→ **Exercise**: Starting at the line below holding "error InvalidImplementation(address implementation);" and stopping at the line holding "function trustedExecuteHooks(Call[] calls)", print every line exactly, both ends included, and leave the rest out.

Records from a data collection:
//! Solidity ABI definitions for accounts, shells and the registry.

use alloy_sol_types::sol;

sol! {
    /// A single external call inside a batch.
    #[derive(Debug, PartialEq, Eq)]
    struct Call {
        address target;
        uint256 value;
        bytes callData;
        bool allowFailure;
    }

    /// EIP-712 primary type signed by an account admin.
    #[derive(Debug, PartialEq, Eq)]
    struct Hooks {
        Call[] calls;
        bytes32 nonce;
    }

    event AdminChanged(address previousAdmin, address newAdmin);
    event Upgraded(address indexed implementation);
    event TrustedExecutorUpdated(address previousExecutor, address newExecutor);
    event AccountCreated(address indexed owner, address indexed account);

    error InvalidSignature();
    error NonceAlreadyUsed(bytes32 nonce);
    error OnlyTrustedExecutor(address caller);
    error OnlyAdmin(address caller);
    error OnlySelf(address caller);
    error AlreadyInitialized(address account);
    error InvalidInitialization();
    error InvalidImplementation(address implementation);

    /// Entry points served by the hook engine (reached through an account shell).
    interface IHookAccount {
        function initialize(address implementation, address admin, address trustedExecutor, Call[] calls) external payable;
        function executeHooks(Call[] calls, bytes32 nonce, bytes signature) external payable;
        function executeHooks(Call[] calls, bytes32 nonce, uint8 v, bytes32 r, bytes32 s) external payable;
        function trustedExecuteHooks(Call[] calls) external payable;
        function updateTrustedExecutor(address trustedExecutor) external;
        function updateImplementation(address newImplementation) external;
        function revokeNonce(bytes32 nonce) external;

        function domainSeparator() external view returns (bytes32);
        function hashHooks(Call[] calls, bytes32 nonce) external view returns (bytes32);
        function trustedExecutor() external view returns (address);
        function admin() external view returns (address);
        function implementation() external view returns (address);
        function nonces(bytes32 nonce) external view returns (bool);
    }

    /// Paths the transparent shell serves itself when called by the admin.
    interface IAccountShell {
        function admin() external view returns (address);
        function upgradeTo(address newImplementation) external;
    }

    interface IAccountRegistry {
        function addressFor(address owner) external view returns (address);
        function accountImplementation() external view returns (address);
        function executeHooks(Call[] calls, bytes32 nonce, address owner, bytes signature) external payable;
        function executeHooks(Call[] calls, bytes32 nonce, address owner, uint8 v, bytes32 r, bytes32 s) external payable;
    }
}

→ **Result for this exercise**:
    error InvalidImplementation(address implementation);

    /// Entry points served by the hook engine (reached through an account shell).
    interface IHookAccount {
        function initialize(address implementation, address admin, address trustedExecutor, Call[] calls) external payable;
        function executeHooks(Call[] calls, bytes32 nonce, bytes signature) external payable;
        function executeHooks(Call[] calls, bytes32 nonce, uint8 v, bytes32 r, bytes32 s) external payable;
        function trustedExecuteHooks(Call[] calls) external payable;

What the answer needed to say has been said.